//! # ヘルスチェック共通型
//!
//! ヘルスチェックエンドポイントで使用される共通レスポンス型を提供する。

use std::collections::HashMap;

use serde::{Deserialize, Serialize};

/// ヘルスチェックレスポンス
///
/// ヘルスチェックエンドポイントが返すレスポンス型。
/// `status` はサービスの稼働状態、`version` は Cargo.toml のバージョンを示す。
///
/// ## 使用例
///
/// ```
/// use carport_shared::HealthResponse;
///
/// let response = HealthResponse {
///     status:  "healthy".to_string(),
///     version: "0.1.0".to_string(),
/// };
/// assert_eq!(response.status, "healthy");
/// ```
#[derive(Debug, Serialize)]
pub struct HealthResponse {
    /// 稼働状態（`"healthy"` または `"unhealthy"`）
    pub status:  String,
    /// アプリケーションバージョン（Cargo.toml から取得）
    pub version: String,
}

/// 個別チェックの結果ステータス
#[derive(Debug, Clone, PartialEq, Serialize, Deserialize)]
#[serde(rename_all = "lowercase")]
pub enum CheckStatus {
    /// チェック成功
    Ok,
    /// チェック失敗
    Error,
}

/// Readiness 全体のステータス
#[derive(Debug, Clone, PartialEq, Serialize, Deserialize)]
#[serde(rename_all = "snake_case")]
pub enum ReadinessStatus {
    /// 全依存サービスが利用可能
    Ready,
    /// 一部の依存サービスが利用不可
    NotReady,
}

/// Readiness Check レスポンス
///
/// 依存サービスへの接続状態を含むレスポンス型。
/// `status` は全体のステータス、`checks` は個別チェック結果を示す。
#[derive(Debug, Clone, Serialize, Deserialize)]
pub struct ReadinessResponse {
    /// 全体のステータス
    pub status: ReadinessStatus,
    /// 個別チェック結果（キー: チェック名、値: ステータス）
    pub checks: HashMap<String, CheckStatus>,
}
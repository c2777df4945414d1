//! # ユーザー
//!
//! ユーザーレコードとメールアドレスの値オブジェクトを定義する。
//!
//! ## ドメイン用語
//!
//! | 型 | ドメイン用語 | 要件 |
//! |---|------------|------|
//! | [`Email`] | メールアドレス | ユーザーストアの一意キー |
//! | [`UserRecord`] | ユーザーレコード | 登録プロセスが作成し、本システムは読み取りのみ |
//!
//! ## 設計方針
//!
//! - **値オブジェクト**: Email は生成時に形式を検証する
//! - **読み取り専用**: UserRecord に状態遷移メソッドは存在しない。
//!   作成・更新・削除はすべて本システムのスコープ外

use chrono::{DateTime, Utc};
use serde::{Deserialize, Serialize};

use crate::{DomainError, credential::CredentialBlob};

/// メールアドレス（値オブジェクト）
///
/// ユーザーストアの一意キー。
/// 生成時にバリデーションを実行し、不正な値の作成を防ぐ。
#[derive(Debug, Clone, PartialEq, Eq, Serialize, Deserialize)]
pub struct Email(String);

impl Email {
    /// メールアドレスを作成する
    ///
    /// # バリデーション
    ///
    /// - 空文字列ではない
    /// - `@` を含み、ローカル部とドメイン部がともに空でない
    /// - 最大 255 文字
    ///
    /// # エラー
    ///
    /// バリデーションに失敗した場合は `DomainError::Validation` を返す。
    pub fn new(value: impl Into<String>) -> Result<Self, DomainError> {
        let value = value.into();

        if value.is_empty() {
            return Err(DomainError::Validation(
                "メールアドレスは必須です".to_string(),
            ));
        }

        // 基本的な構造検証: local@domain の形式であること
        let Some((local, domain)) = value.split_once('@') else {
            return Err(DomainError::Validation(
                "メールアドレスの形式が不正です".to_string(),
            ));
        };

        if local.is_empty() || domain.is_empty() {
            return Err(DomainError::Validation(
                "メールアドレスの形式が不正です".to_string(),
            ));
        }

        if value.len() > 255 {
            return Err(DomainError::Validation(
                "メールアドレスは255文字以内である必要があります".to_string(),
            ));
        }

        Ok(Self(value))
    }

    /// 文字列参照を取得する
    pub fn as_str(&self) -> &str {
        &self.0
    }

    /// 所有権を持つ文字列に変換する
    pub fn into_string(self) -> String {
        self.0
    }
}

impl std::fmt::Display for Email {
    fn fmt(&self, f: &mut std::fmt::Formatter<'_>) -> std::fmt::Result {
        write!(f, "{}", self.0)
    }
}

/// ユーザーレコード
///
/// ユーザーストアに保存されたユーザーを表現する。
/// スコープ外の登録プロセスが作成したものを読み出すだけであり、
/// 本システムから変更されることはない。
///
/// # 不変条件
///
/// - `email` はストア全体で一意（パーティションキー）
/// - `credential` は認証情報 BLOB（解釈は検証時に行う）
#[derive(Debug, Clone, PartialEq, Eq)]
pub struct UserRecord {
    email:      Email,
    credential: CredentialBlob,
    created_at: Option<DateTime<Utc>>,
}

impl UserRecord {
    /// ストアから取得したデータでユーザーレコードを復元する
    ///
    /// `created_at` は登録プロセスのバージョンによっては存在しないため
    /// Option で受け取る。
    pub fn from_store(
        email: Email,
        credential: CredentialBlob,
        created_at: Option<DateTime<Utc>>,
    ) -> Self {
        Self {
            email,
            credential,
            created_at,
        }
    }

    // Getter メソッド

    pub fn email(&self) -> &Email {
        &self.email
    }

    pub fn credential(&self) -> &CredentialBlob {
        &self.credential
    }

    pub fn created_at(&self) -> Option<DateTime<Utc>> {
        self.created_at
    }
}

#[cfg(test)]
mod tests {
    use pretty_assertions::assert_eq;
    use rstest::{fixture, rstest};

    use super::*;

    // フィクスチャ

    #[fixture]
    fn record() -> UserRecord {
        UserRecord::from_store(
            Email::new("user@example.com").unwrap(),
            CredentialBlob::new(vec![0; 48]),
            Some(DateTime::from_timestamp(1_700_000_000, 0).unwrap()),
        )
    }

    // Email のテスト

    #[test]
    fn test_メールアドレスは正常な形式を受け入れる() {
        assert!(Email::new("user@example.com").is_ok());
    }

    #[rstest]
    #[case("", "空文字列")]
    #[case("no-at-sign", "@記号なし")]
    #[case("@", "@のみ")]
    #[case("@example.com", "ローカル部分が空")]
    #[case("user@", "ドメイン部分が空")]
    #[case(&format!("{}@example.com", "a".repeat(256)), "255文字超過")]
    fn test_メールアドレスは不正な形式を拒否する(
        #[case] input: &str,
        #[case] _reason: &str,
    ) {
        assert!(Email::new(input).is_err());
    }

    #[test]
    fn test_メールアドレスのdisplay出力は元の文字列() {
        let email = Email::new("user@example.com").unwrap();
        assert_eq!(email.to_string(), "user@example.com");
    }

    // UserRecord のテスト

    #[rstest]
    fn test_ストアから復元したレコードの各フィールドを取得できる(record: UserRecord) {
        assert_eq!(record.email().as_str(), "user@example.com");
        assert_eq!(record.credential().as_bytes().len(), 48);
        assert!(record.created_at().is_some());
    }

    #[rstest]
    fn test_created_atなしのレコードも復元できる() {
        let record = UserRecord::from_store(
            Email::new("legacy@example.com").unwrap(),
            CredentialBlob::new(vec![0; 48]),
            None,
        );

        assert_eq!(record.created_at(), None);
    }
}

===============

**WHAT YOU HAVE TO DO:** Word for word, repeat each entry from the listing above.

**ANSWER BOX:**
//! # ヘルスチェック共通型
//!
//! ヘルスチェックエンドポイントで使用される共通レスポンス型を提供する。

use std::collections::HashMap;

use serde::{Deserialize, Serialize};

/// ヘルスチェックレスポンス
///
/// ヘルスチェックエンドポイントが返すレスポンス型。
/// `status` はサービスの稼働状態、`version` は Cargo.toml のバージョンを示す。
///
/// ## 使用例
///
/// ```
/// use carport_shared::HealthResponse;
///
/// let response = HealthResponse {
///     status:  "healthy".to_string(),
///     version: "0.1.0".to_string(),
/// };
/// assert_eq!(response.status, "healthy");
/// ```
#[derive(Debug, Serialize)]
pub struct HealthResponse {
    /// 稼働状態（`"healthy"` または `"unhealthy"`）
    pub status:  String,
    /// アプリケーションバージョン（Cargo.toml から取得）
    pub version: String,
}

/// 個別チェックの結果ステータス
#[derive(Debug, Clone, PartialEq, Serialize, Deserialize)]
#[serde(rename_all = "lowercase")]
pub enum CheckStatus {
    /// チェック成功
    Ok,
    /// チェック失敗
    Error,
}

/// Readiness 全体のステータス
#[derive(Debug, Clone, PartialEq, Serialize, Deserialize)]
#[serde(rename_all = "snake_case")]
pub enum ReadinessStatus {
    /// 全依存サービスが利用可能
    Ready,
    /// 一部の依存サービスが利用不可
    NotReady,
}

/// Readiness Check レスポンス
///
/// 依存サービスへの接続状態を含むレスポンス型。
/// `status` は全体のステータス、`checks` は個別チェック結果を示す。
#[derive(Debug, Clone, Serialize, Deserialize)]
pub struct ReadinessResponse {
    /// 全体のステータス
    pub status: ReadinessStatus,
    /// 個別チェック結果（キー: チェック名、値: ステータス）
    pub checks: HashMap<String, CheckStatus>,
}
repository c2777df4945414d1
//! # ユーザー
//!
//! ユーザーレコードとメールアドレスの値オブジェクトを定義する。
//!
//! ## ドメイン用語
//!
//! | 型 | ドメイン用語 | 要件 |
//! |---|------------|------|
//! | [`Email`] | メールアドレス | ユーザーストアの一意キー |
//! | [`UserRecord`] | ユーザーレコード | 登録プロセスが作成し、本システムは読み取りのみ |
//!
//! ## 設計方針
//!
//! - **値オブジェクト**: Email は生成時に形式を検証する
//! - **読み取り専用**: UserRecord に状態遷移メソッドは存在しない。
//!   作成・更新・削除はすべて本システムのスコープ外

use chrono::{DateTime, Utc};
use serde::{Deserialize, Serialize};

use crate::{DomainError, credential::CredentialBlob};

/// メールアドレス（値オブジェクト）
///
/// ユーザーストアの一意キー。
/// 生成時にバリデーションを実行し、不正な値の作成を防ぐ。
#[derive(Debug, Clone, PartialEq, Eq, Serialize, Deserialize)]
pub struct Email(String);

impl Email {
    /// メールアドレスを作成する
    ///
    /// # バリデーション
    ///
    /// - 空文字列ではない
    /// - `@` を含み、ローカル部とドメイン部がともに空でない
    /// - 最大 255 文字
    ///
    /// # エラー
    ///
    /// バリデーションに失敗した場合は `DomainError::Validation` を返す。
    pub fn new(value: impl Into<String>) -> Result<Self, DomainError> {
        let value = value.into();

        if value.is_empty() {
            return Err(DomainError::Validation(
                "メールアドレスは必須です".to_string(),
            ));
        }

        // 基本的な構造検証: local@domain の形式であること
        let Some((local, domain)) = value.split_once('@') else {
            return Err(DomainError::Validation(
                "メールアドレスの形式が不正です".to_string(),
            ));
        };

        if local.is_empty() || domain.is_empty() {
            return Err(DomainError::Validation(
                "メールアドレスの形式が不正です".to_string(),
            ));
        }

        if value.len() > 255 {
            return Err(DomainError::Validation(
                "メールアドレスは255文字以内である必要があります".to_string(),
            ));
        }

        Ok(Self(value))
    }

    /// 文字列参照を取得する
    pub fn as_str(&self) -> &str {
        &self.0
    }

    /// 所有権を持つ文字列に変換する
    pub fn into_string(self) -> String {
        self.0
    }
}

impl std::fmt::Display for Email {
    fn fmt(&self, f: &mut std::fmt::Formatter<'_>) -> std::fmt::Result {
        write!(f, "{}", self.0)
    }
}

/// ユーザーレコード
///
/// ユーザーストアに保存されたユーザーを表現する。
/// スコープ外の登録プロセスが作成したものを読み出すだけであり、
/// 本システムから変更されることはない。
///
/// # 不変条件
///
/// - `email` はストア全体で一意（パーティションキー）
/// - `credential` は認証情報 BLOB（解釈は検証時に行う）
#[derive(Debug, Clone, PartialEq, Eq)]
pub struct UserRecord {
    email:      Email,
    credential: CredentialBlob,
    created_at: Option<DateTime<Utc>>,
}

impl UserRecord {
    /// ストアから取得したデータでユーザーレコードを復元する
    ///
    /// `created_at` は登録プロセスのバージョンによっては存在しないため
    /// Option で受け取る。
    pub fn from_store(
        email: Email,
        credential: CredentialBlob,
        created_at: Option<DateTime<Utc>>,
    ) -> Self {
        Self {
            email,
            credential,
            created_at,
        }
    }

    // Getter メソッド

    pub fn email(&self) -> &Email {
        &self.email
    }

    pub fn credential(&self) -> &CredentialBlob {
        &self.credential
    }

    pub fn created_at(&self) -> Option<DateTime<Utc>> {
        self.created_at
    }
}

#[cfg(test)]
mod tests {
    use pretty_assertions::assert_eq;
    use rstest::{fixture, rstest};

    use super::*;

    // フィクスチャ

    #[fixture]
    fn record() -> UserRecord {
        UserRecord::from_store(
            Email::new("user@example.com").unwrap(),
            CredentialBlob::new(vec![0; 48]),
            Some(DateTime::from_timestamp(1_700_000_000, 0).unwrap()),
        )
    }

    // Email のテスト

    #[test]
    fn test_メールアドレスは正常な形式を受け入れる() {
        assert!(Email::new("user@example.com").is_ok());
    }

    #[rstest]
    #[case("", "空文字列")]
    #[case("no-at-sign", "@記号なし")]
    #[case("@", "@のみ")]
    #[case("@example.com", "ローカル部分が空")]
    #[case("user@", "ドメイン部分が空")]
    #[case(&format!("{}@example.com", "a".repeat(256)), "255文字超過")]
    fn test_メールアドレスは不正な形式を拒否する(
        #[case] input: &str,
        #[case] _reason: &str,
    ) {
        assert!(Email::new(input).is_err());
    }

    #[test]
    fn test_メールアドレスのdisplay出力は元の文字列() {
        let email = Email::new("user@example.com").unwrap();
        assert_eq!(email.to_string(), "user@example.com");
    }

    // UserRecord のテスト

    #[rstest]
    fn test_ストアから復元したレコードの各フィールドを取得できる(record: UserRecord) {
        assert_eq!(record.email().as_str(), "user@example.com");
        assert_eq!(record.credential().as_bytes().len(), 48);
        assert!(record.created_at().is_some());
    }

    #[rstest]
    fn test_created_atなしのレコードも復元できる() {
        let record = UserRecord::from_store(
            Email::new("legacy@example.com").unwrap(),
            CredentialBlob::new(vec![0; 48]),
            None,
        );

        assert_eq!(record.created_at(), None);
    }
}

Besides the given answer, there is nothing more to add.